In 1918, perhaps the most lethal pandemic the world has encountered spread from the United States into Europe and the rest of the world, aided by military deployments at the height of World War I. Young, healthy people fell ill one day and often died violently within 24 hours. Their family members were also too sick and could not care for them; whole households fell prey to the outbreak while friends and relatives were either too sick or too scared of becoming sick to help. Hospitals rapidly became inundated and overcrowded. Doctors and nurses were overwhelmed and frequently became victims of the disease themselves and died. The pandemic challenged and humbled the modern world and modern science and medicine. Before it faded in 1920, the disease killed somewhere between 20 and 100 million people worldwide at a time when the world’s population was substantially smaller than it is today. By comparison, it killed more people than the Black Plague in the Middle Ages and many more than AIDS has in the past 25 years. It was influenza, the flu. Influenza remains a serious pathogen today threatening immunocompetent and immunosuppressed people worldwide.

Influenza is a virus like HIV (human immunodeficiency virus), the coronavirus that causes SARS (severe acute respiratory syndrome), and rhinovirus or adenovirus which, among many others, cause the common cold. In many ways viruses are different from what we normally think of as life forms. They are not metabolically active, but their only purpose is replicating. Yet they can’t do so independently. They have to infect others and introduce their genetic information into the infected animal or person’s cells, turning them into factories of thousands of other viruses. Different viruses infect different cell types. For instance, rhinovirus, a cause of the common cold, infects cells lining the respiratory tract and causes runny nose, cough, and congestion. On the other hand, enterovirus infects cells lining the gastrointestinal tract and causes diarrhea and vomiting. The immune response to viral infections causes commonly recognized symptoms of many viruses such as fever, malaise, body aches, etc. Respiratory viruses include influenza (types A and B), parainfluenza, respiratory syncytial virus (RSV), adenovirus, rhinovirus, and others.

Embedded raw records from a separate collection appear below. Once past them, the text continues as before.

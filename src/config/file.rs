//! TOML configuration file loading
//!
//! Supports `~/.config/budget-assistant/config.toml` as a persistent config
//! source. All fields are optional; the file is a partial overlay on top of
//! defaults, and environment variables override it.

use std::path::PathBuf;

use serde::Deserialize;

/// Top-level TOML configuration file schema
#[derive(Debug, Default, Deserialize)]
pub struct ConfigFile {
    #[serde(default)]
    pub server: ServerFileConfig,

    #[serde(default)]
    pub llm: LlmFileConfig,

    #[serde(default)]
    pub voice: VoiceFileConfig,

    #[serde(default)]
    pub storage: StorageFileConfig,

    #[serde(default)]
    pub auth: AuthFileConfig,

    #[serde(default)]
    pub api_keys: ApiKeysFileConfig,
}

/// HTTP server configuration
#[derive(Debug, Default, Deserialize)]
pub struct ServerFileConfig {
    pub port: Option<u16>,
    /// Shared bearer token accepted in place of an identity provider JWT
    pub api_token: Option<String>,
    /// Requests per minute across the whole process
    pub rate_limit: Option<u32>,
    /// Directory with the browser front-end
    pub static_dir: Option<String>,
}

/// Plan generation configuration
#[derive(Debug, Default, Deserialize)]
pub struct LlmFileConfig {
    /// "openai" or "gemini"
    pub provider: Option<String>,
    pub model: Option<String>,
    /// Base URL for OpenAI-compatible endpoints
    pub base_url: Option<String>,
    /// Upper bound on plan length in words
    pub max_words: Option<usize>,
}

/// Speech configuration
#[derive(Debug, Default, Deserialize)]
pub struct VoiceFileConfig {
    /// "openai" or "elevenlabs"
    pub tts_provider: Option<String>,
    pub tts_model: Option<String>,
    pub tts_voice: Option<String>,
    pub tts_speed: Option<f32>,
    /// "whisper" or "deepgram"
    pub stt_provider: Option<String>,
    pub stt_model: Option<String>,
}

/// Plan storage configuration
#[derive(Debug, Default, Deserialize)]
pub struct StorageFileConfig {
    /// "sqlite" or "file"
    pub backend: Option<String>,
    pub data_dir: Option<String>,
}

/// Identity provider configuration
#[derive(Debug, Default, Deserialize)]
pub struct AuthFileConfig {
    /// Base URL of the OIDC issuer used to validate JWTs
    pub base_url: Option<String>,
}

/// API keys for external services
#[derive(Debug, Default, Deserialize)]
pub struct ApiKeysFileConfig {
    pub openai: Option<String>,
    pub gemini: Option<String>,
    pub elevenlabs: Option<String>,
    pub deepgram: Option<String>,
}

/// Load the TOML config file from the standard path
///
/// Returns `ConfigFile::default()` if the file doesn't exist or can't be parsed.
pub fn load_config_file() -> ConfigFile {
    let Some(path) = config_file_path() else {
        return ConfigFile::default();
    };

    if !path.exists() {
        return ConfigFile::default();
    }

    match std::fs::read_to_string(&path) {
        Ok(content) => match toml::from_str(&content) {
            Ok(config) => {
                tracing::info!(path = %path.display(), "loaded config file");
                config
            }
            Err(e) => {
                tracing::warn!(
                    path = %path.display(),
                    error = %e,
                    "failed to parse config file, using defaults"
                );
                ConfigFile::default()
            }
        },
        Err(e) => {
            tracing::warn!(path = %path.display(), error = %e, "failed to read config file");
            ConfigFile::default()
        }
    }
}

/// Return the config file path: `~/.config/budget-assistant/config.toml`
pub fn config_file_path() -> Option<PathBuf> {
    directories::BaseDirs::new().map(|d| d.config_dir().join("budget-assistant").join("config.toml"))
}

#[cfg(test)]
mod tests {
    use super::*;

    #[test]
    fn test_parse_partial_file() {
        let file: ConfigFile = toml::from_str(
            r#"
            [llm]
            provider = "gemini"
            max_words = 120

            [voice]
            tts_voice = "nova"
            "#,
        )
        .unwrap();

        assert_eq!(file.llm.provider.as_deref(), Some("gemini"));
        assert_eq!(file.llm.max_words, Some(120));
        assert_eq!(file.voice.tts_voice.as_deref(), Some("nova"));
        assert!(file.server.port.is_none());
        assert!(file.api_keys.openai.is_none());
    }
}
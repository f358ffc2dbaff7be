//! Bearer authentication resolving requests to an [`Identity`]
//!
//! Two credentials are accepted: the configured static API token, which
//! acts as the single local user, and identity provider JWTs whose `sub`
//! claim becomes the user identifier under [`PROVIDER_PREFIX`]. The prefix
//! keeps the two credential kinds from ever sharing a plan collection.
//! With neither configured every authenticated route answers 401.

use std::sync::Arc;

use axum::extract::{Request, State};
use axum::middleware::Next;
use axum::response::Response;
use secrecy::{ExposeSecret, SecretString};

use super::jwt::JwksCache;
use super::{ApiError, ApiState};
use crate::store::Identity;
use crate::{Error, Result};

/// User identifier for holders of the static API token
pub const LOCAL_USER: &str = "local";

/// Namespace for user identifiers issued by the identity provider
pub const PROVIDER_PREFIX: &str = "idp:";

/// Verifies bearer credentials
pub struct Authenticator {
    api_token: Option<SecretString>,
    jwks: Option<Arc<JwksCache>>,
}

impl Authenticator {
    #[must_use]
    pub const fn new(api_token: Option<SecretString>, jwks: Option<Arc<JwksCache>>) -> Self {
        Self { api_token, jwks }
    }

    /// Whether any credential could ever be accepted
    #[must_use]
    pub const fn is_configured(&self) -> bool {
        self.api_token.is_some() || self.jwks.is_some()
    }

    /// Resolve a bearer token to an identity
    ///
    /// # Errors
    ///
    /// Returns `Error::Unauthenticated` if the token matches no credential
    pub async fn authenticate(&self, token: &str) -> Result<Identity> {
        if let Some(expected) = &self.api_token {
            if constant_time_eq(token.as_bytes(), expected.expose_secret().as_bytes()) {
                return Identity::new(LOCAL_USER);
            }
        }

        if let Some(jwks) = &self.jwks {
            let claims = jwks.validate(token).await?;
            if claims.sub.trim().is_empty() {
                return Err(Error::Unauthenticated);
            }
            return Identity::new(format!("{PROVIDER_PREFIX}{}", claims.sub));
        }

        Err(Error::Unauthenticated)
    }
}

fn constant_time_eq(a: &[u8], b: &[u8]) -> bool {
    a.len() == b.len() && a.iter().zip(b).fold(0u8, |acc, (x, y)| acc | (x ^ y)) == 0
}

/// Extract the bearer token from the Authorization header
fn bearer_token(req: &Request) -> Option<&str> {
    req.headers()
        .get("authorization")
        .and_then(|v| v.to_str().ok())
        .and_then(|v| v.strip_prefix("Bearer "))
        .map(str::trim)
        .filter(|t| !t.is_empty())
}

/// Middleware attaching the caller's [`Identity`] to the request
///
/// # Errors
///
/// Responds 401 when the caller cannot be authenticated
pub async fn require_identity(
    State(state): State<Arc<ApiState>>,
    mut req: Request,
    next: Next,
) -> std::result::Result<Response, ApiError> {
    let Some(token) = bearer_token(&req) else {
        tracing::debug!("no bearer token provided");
        return Err(Error::Unauthenticated.into());
    };

    let identity = state.auth.authenticate(token).await?;
    tracing::debug!(user_id = identity.user_id(), "request authenticated");

    req.extensions_mut().insert(identity);
    Ok(next.run(req).await)
}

When infected by one of these viruses, people typically have symptoms of cough, congestion, and runny nose. Influenza often causes more severe systemic symptoms including high fever, headache, confusion, body aches, and extreme exhaustion. And in addition to infecting the upper respiratory tract, influenza, parainfluenza, and adenovirus can sometimes cause pneumonia especially among immunosuppressed and elderly patients and RSV can cause bronchiolitis in children, an illness characterized by cough, wheezing, and breathlessness. In fact, it has been recognized that infection with RSV early in life may predispose children to developing asthma. Furthermore, people with chronic lung disease are particularly susceptible to viral infections because of their abnormal underlying lung structure and limited respiratory reserve.

Lung transplant recipients are also vulnerable to respiratory viral infections. Because of chronic immunosuppression, they are more likely to acquire a viral infection and more likely to have serious complications as a result of such infections. In the acute setting, viral infections may directly cause a severe illness but also further weaken the local lung defenses against bacterial infections. Furthermore, weeks to months after a respiratory viral infection, lung transplant recipients are at increased risk of developing chronic rejection. While this association has been recognized for the past several years, the biologic mechanisms that result in the onset of chronic rejection after a viral infection remain unclear. In fact, a prospective clinical trial is currently underway to better elucidate these mechanisms and find potential opportunities for therapeutic interventions that might reduce the risk of chronic rejection after a viral infection.

Unfortunately at this time, there is no specific therapy for most respiratory viral infections other than supportive care. There are, however, multiple antivirals that are active against influenza, but their benefit is greatest when started very early after the infection. A few antivirals have proven efficacious against RSV infection in children, but their results have been disappointing for adults. Prevention of an infection remains the best approach. For influenza, a vaccine is available and is effective. Patients are inoculated with a dead or attenuated influenza virus and mount an immune response against the virus so that when they are confronted with the live virus they have an established immunity against it. Unfortunately, transplant recipients often mount an ineffective immune response to the vaccine because of their immunosuppressive therapy and remain poorly prepared to handle an infection. Lastly, no vaccine is currently available for adenovirus, parainfluenza virus, RSV, or rhinovirus. The most recent threat to everyone is an outbreak of bird flu in Europe and Asia. This particular strain appears to be very virulent and painstaking work is currently underway to develop a vaccine.